Keep in mind that your query will be eventually consistent. When
someone joins a game, that fact will not become visible to the queries
right away - often for seconds. But your query is by nature
"eventual" since someone could have joined the game immediately after
the query was run, so presumably you already handle this case.

One immediate improvement is to convert to your regular query to a
keys-only query followed by a batch fetch. If you have caching, you
only pay for the keys-only results (1/7th the cost). I see you're
using Java; if you use Objectify4 this is automatically done for you
with the @Cache annotation and "hybrid" queries (the default with
@Cache entities).

The next step is to cache the keys-only query itself in memcache for a
limited amount of time. It would be nice to expire it explicitly when
you know it changes - which is only when a game is created or a game
fills up (not for simple add or leave game). The problem is, there's
no guarantee that the subsequent query (which will populate the cache)
does not contain stale eventual data.
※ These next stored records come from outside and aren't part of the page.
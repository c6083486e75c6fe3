//! Polysynth Engine
//!
//! Offline polyphonic additive synthesis: notes described by a tone and a
//! timbre are rendered by summing harmonics, shaped by ADSR envelopes on
//! amplitude and pitch, post-processed by an effect chain and mixed into one
//! mono 16-bit buffer.
//!
//! # Overview
//!
//! - **Tone** - note notation to semitone id and frequency
//! - **Envelope** - vectorized ADSR gain curves
//! - **Oscillators** - sine, square, triangle, sawtooth, pulse
//! - **Timbre** - harmonics plus amplitude and pitch envelopes
//! - **Playable** - note, oscillator, sample, noise, silence
//! - **Effects** - noise, normalize, transpose, scratch, low-pass
//! - **Song** - time-ordered mix of playables
//! - **Score** - melody mini-language at a tempo
//!
//! # Determinism
//!
//! Rendering is deterministic. Every random stream is a PCG32 generator whose
//! seed is derived from the song seed and the voice index with BLAKE3, so a
//! parallel render is bit-identical to a sequential one.
//!
//! # Example
//!
//! ```ignore
//! use std::sync::Arc;
//! use polysynth_engine::{Adsr, RenderConfig, ScoreLine, Song, Timbre, WavResult};
//!
//! let piano = Arc::new(Timbre::sine(Adsr::new(0.01, 0.2, 0.4, 0.3)));
//! let song = Song::from_lines(110.0, &[ScoreLine::new(piano, "c4 c4 c4 d4 2*e4")])?;
//! let render = song.render(&RenderConfig::default())?;
//! WavResult::from_render(&render).save("out.wav")?;
//! ```

pub mod config;
pub mod effects;
pub mod envelope;
pub mod error;
pub mod mixer;
pub mod modulation;
pub mod oscillator;
pub mod playable;
pub mod playback;
pub mod rng;
pub mod score;
pub mod timbre;
pub mod tone;
pub mod wav;

// Re-export main types at crate root
pub use config::{ClipMode, Quantization, RenderConfig};
pub use effects::Effect;
pub use envelope::Adsr;
pub use error::{SynthError, SynthResult};
pub use mixer::{Song, SongRender};
pub use modulation::{Lfo, LinearTransition, Modulator, Value};
pub use oscillator::Waveform;
pub use playable::{Playable, Sample, SampleOptions, Source};
pub use playback::{PlaybackSink, WavFileSink};
pub use score::ScoreLine;
pub use timbre::{Harmonic, Timbre};
pub use tone::Tone;
pub use wav::WavResult;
I can't think of a way around
this other than just making sure the expiry period is short so it gets
refreshed; you're just trying to reduce the query count, not eliminate
it.

You can't query by playerNames.size() but you can store an indexed
field numPlayers in the entity.

There's no selecting of specific fields out for an entity (with the
exception of Projection queries, which are very limited and probably
not what you are after) so you can't get everything-but-gameState.
This probably won't affect price (a read op is a read op no matter the
size of the entity) but it could affect latency (more RPCs to get the
same bit of data). The usual solution is simply to put the gameState
blob into separate entity with the same id.